The UK's largest law firm acting for asbestos victims has called for commonsense and reality from the House of Lords following today's devastating ruling by three Court of Appeal judges that will rob thousands of dying men and widows of compensation.

 As a result of this ruling there will be no compensation for victims of the terminal asbestos cancer, mesothelioma if, as is usually the case in asbestos claims, the individual was exposed to the deadly dust by more than one employer. The decision by the Court of Appeal to uphold a High Court judgment is a devastating blow to the widows and families of men who have died or are dying.
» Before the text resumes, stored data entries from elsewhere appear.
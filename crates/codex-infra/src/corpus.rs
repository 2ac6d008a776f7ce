//! Corpus loader.
//!
//! Walks `{root}/{content_root}/{entry}/` for every configured content root
//! and reads the markdown files directly inside each entry directory.
//! Unreadable and non-UTF-8 files are skipped with a warning.

use std::path::{Path, PathBuf};

use anyhow::Context;

use codex_core::corpus::{build_entry, Corpus, Document, LoadedEntry};
use codex_types::config::AuditConfig;
use codex_types::entry::EntryKind;
use codex_types::error::ScanError;

/// Sorted child paths of a directory, hidden names excluded.
async fn sorted_children(dir: &Path) -> anyhow::Result<Vec<PathBuf>> {
    let mut read_dir = tokio::fs::read_dir(dir)
        .await
        .with_context(|| format!("Failed to read directory {}", dir.display()))?;

    let mut children = Vec::new();
    while let Some(child) = read_dir
        .next_entry()
        .await
        .with_context(|| format!("Failed to list {}", dir.display()))?
    {
        let hidden = child.file_name().to_string_lossy().starts_with('.');
        if !hidden {
            children.push(child.path());
        }
    }
    children.sort();
    Ok(children)
}

fn is_markdown(path: &Path) -> bool {
    path.extension().is_some_and(|ext| ext.eq_ignore_ascii_case("md"))
}

/// Read a file as UTF-8, `None` (with a warning) when that is not possible.
async fn read_document(root: &Path, path: &Path) -> Option<Document> {
    let bytes = match tokio::fs::read(path).await {
        Ok(bytes) => bytes,
        Err(err) => {
            tracing::warn!(file = %path.display(), error = %err, "Skipping unreadable file");
            return None;
        }
    };
    let content = match String::from_utf8(bytes) {
        Ok(content) => content,
        Err(_) => {
            tracing::warn!(file = %path.display(), "Skipping non-UTF-8 file");
            return None;
        }
    };
    let relative = path.strip_prefix(root).unwrap_or(path).to_path_buf();
    Some(Document::new(relative, content))
}

/// Read the markdown documents of one entry directory.
async fn read_entry_documents(root: &Path, entry_dir: &Path) -> anyhow::Result<Vec<Document>> {
    let mut documents = Vec::new();
    for path in sorted_children(entry_dir).await? {
        if !is_markdown(&path) || !tokio::fs::metadata(&path).await.is_ok_and(|m| m.is_file()) {
            continue;
        }
        if let Some(doc) = read_document(root, &path).await {
            tracing::debug!(file = %doc.path.display(), bytes = doc.content.len(), "Read document");
            documents.push(doc);
        }
    }
    Ok(documents)
}

fn ensure_root(root: &Path) -> Result<(), ScanError> {
    if root.is_dir() {
        Ok(())
    } else {
        Err(ScanError::RootNotFound(root.to_path_buf()))
    }
}

/// Load every entry under the configured content roots.
///
/// A content root that does not exist is skipped; a missing codex root is
/// an error.
pub async fn load_corpus(root: &Path, config: &AuditConfig) -> anyhow::Result<Corpus> {
    ensure_root(root)?;

    let mut entries = Vec::new();
    for content_root in &config.content_roots {
        let dir = root.join(content_root);
        if !dir.is_dir() {
            tracing::debug!(dir = %dir.display(), "Content root not present, skipping");
            continue;
        }

        let kind = EntryKind::from_root(content_root);
        for entry_dir in sorted_children(&dir).await? {
            if !entry_dir.is_dir() {
                continue;
            }
            let documents = read_entry_documents(root, &entry_dir).await?;
            if documents.is_empty() {
                tracing::debug!(dir = %entry_dir.display(), "No markdown files, not an entry");
                continue;
            }
            let relative = entry_dir.strip_prefix(root).unwrap_or(&entry_dir).to_path_buf();
            entries.push(build_entry(relative, kind, documents, config));
        }
    }

    tracing::info!(root = %root.display(), entries = entries.len(), "Loaded codex corpus");
    Ok(Corpus::new(entries))
}

/// Load a single entry given its path (absolute, or relative to `root`).
pub async fn load_entry(root: &Path, entry: &Path, config: &AuditConfig) -> anyhow::Result<LoadedEntry> {
    ensure_root(root)?;

    let entry_dir = if entry.is_absolute() {
        entry.to_path_buf()
    } else {
        root.join(entry)
    };
    if !entry_dir.is_dir() {
        return Err(ScanError::EntryNotFound(entry.to_path_buf()).into());
    }

    let relative = entry_dir
        .strip_prefix(root)
        .map(Path::to_path_buf)
        .map_err(|_| ScanError::EntryNotFound(entry.to_path_buf()))?;
    let kind = relative
        .components()
        .next()
        .map(|c| EntryKind::from_root(&c.as_os_str().to_string_lossy()))
        .unwrap_or(EntryKind::Facet);

    let documents = read_entry_documents(root, &entry_dir).await?;
    Ok(build_entry(relative, kind, documents, config))
}

#[cfg(test)]
mod tests {
    use super::*;
    use chrono::NaiveDate;
    use codex_types::entry::Perspective;
    use tempfile::TempDir;

    async fn write(root: &Path, rel: &str, content: &[u8]) {
        let path = root.join(rel);
        tokio::fs::create_dir_all(path.parent().unwrap()).await.unwrap();
        tokio::fs::write(path, content).await.unwrap();
    }

    async fn sample_codex() -> TempDir {
        let tmp = TempDir::new().unwrap();
        let root = tmp.path();
        write(
            root,
            "facets/security/options.md",
            b"---\ntitle: Security\nlast_updated: 2025-08-15\n---\nTLS 1.3\n",
        )
        .await;
        write(root, "facets/security/gotchas.md", b"# Gotchas\n").await;
        write(root, "facets/security/diagram.png", b"\x89PNG").await;
        write(root, "facets/security/notes/deep.md", b"# nested, ignored\n").await;
        write(root, "facets/api-design/best-practices.md", b"\xff\xfe not utf-8").await;
        write(
            root,
            "experiences/onboarding/product.md",
            b"---\nlast_updated: 2026-01-05\n---\n",
        )
        .await;
        write(root, "facets/.hidden/options.md", b"# hidden\n").await;
        write(root, "facets/README.md", b"# Facets index\n").await;
        tmp
    }

    #[tokio::test]
    async fn loads_entries_from_both_content_roots() {
        let tmp = sample_codex().await;
        let corpus = load_corpus(tmp.path(), &AuditConfig::default()).await.unwrap();

        let paths: Vec<_> = corpus
            .entries
            .iter()
            .map(|e| e.entry.path.to_string_lossy().into_owned())
            .collect();
        assert_eq!(paths, vec!["experiences/onboarding", "facets/security"]);

        let security = corpus.find(Path::new("facets/security")).unwrap();
        assert_eq!(security.documents.len(), 2);
        assert_eq!(
            security.entry.last_updated,
            NaiveDate::from_ymd_opt(2025, 8, 15)
        );
        assert!(security.entry.perspectives.contains(&Perspective::Gotchas));
        assert_eq!(
            security.documents[0].path,
            PathBuf::from("facets/security/gotchas.md")
        );

        let onboarding = corpus.find(Path::new("experiences/onboarding")).unwrap();
        assert_eq!(onboarding.entry.kind, EntryKind::Experience);
    }

    #[tokio::test]
    async fn missing_root_is_an_error() {
        let tmp = TempDir::new().unwrap();
        let err = load_corpus(&tmp.path().join("nope"), &AuditConfig::default())
            .await
            .unwrap_err();
        assert!(matches!(
            err.downcast_ref::<ScanError>(),
            Some(ScanError::RootNotFound(_))
        ));
    }

    #[tokio::test]
    async fn load_entry_accepts_relative_path() {
        let tmp = sample_codex().await;
        let loaded = load_entry(tmp.path(), Path::new("facets/security"), &AuditConfig::default())
            .await
            .unwrap();
        assert_eq!(loaded.entry.name, "security");
        assert_eq!(loaded.documents.len(), 2);

        let err = load_entry(tmp.path(), Path::new("facets/missing"), &AuditConfig::default())
            .await
            .unwrap_err();
        assert!(matches!(
            err.downcast_ref::<ScanError>(),
            Some(ScanError::EntryNotFound(_))
        ));
    }
}
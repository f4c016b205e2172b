//! Nomad Language Server
//!
//! Speaks the Language Server Protocol over stdio and delegates the actual
//! work to the schema-driven resolver modules in the library crate.

use clap::Parser;
use tower_lsp::{LspService, Server};

use nomad_ls::backend::Backend;

/// Command line arguments accepted by the server binary.
#[derive(Debug, Parser)]
#[command(name = "nomad-ls", version, about = "Language server for Nomad job specification files")]
struct Args {
    /// Communicate over stdio. This is the only supported transport; the
    /// flag is accepted because editors pass it when spawning servers.
    #[arg(long)]
    stdio: bool,
}

#[tokio::main]
async fn main() {
    env_logger::init();
    let args = Args::parse();
    if args.stdio {
        log::debug!("client requested the stdio transport");
    }

    let stdin = tokio::io::stdin();
    let stdout = tokio::io::stdout();

    let (service, socket) = LspService::new(Backend::new);
    Server::new(stdin, stdout, socket).serve(service).await;
}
It is estimated that by 2010, 10,000 people a year will be dying of mesothelioma, twice the number who are killed annually on the roads.  Dozens of mesothelioma compensation claims have been waiting for the Court of Appeal's decision.

Mesothelioma - difficult to imagine a more drawn out or painful way in which to die

The original judge who heard the lead case of Fairchild commented that in his view it was "difficult to imagine a more drawn out or painful way in which to die".  And yet, because just one fibre can kill and Arthur Fairchild had worked with three companies who had exposed him to asbestos, his widow has got nothing.

Today's ruling means that companies can admit that they have negligently exposed workers - who then develop mesothelioma - to asbestos, yet they can now walk away without having to pay a  penny in compensation.

Insurance companies stand to save tens of millions of pounds whilst victims are potentially left penniless.

Thompsons Solicitors condemn the ruling

Ian McFall, head of the national asbestos team at Thompsons Solicitors, the UK's largest personal injury law firm, condemned the ruling.

"The Lords must unravel this mess so that mesothelioma victims and their families can get the compensation they deserve.  Is it right that employers admit blame, kill people as a result and the victim and their family gets nothing? We look to the highest court in the land to restore some sense of justice to the victims."

Sally Henson's husband Peter died this year aged 52 of mesothelioma. He had worked in at least two workplaces where he was exposed to asbestos. Mrs Henson pledged to fight "tooth and nail" against the ruling.

"This is legal fairyland. I have lost Peter and God knows if I could have him back I would but since I can't I won't allow judges to rob me or our children aged 16, 18 and 22 of compensation for the loss of their father.

"I don't want to hear about legal technicalities. Where is the compassion for the human victims of the asbestos tragedy?  If this is what you get from judges then people's lives should no more be in their hands than in those of the companies who used asbestos.  Clearly neither of them care.  Companies are going to get away scot free and the judges are allowing it."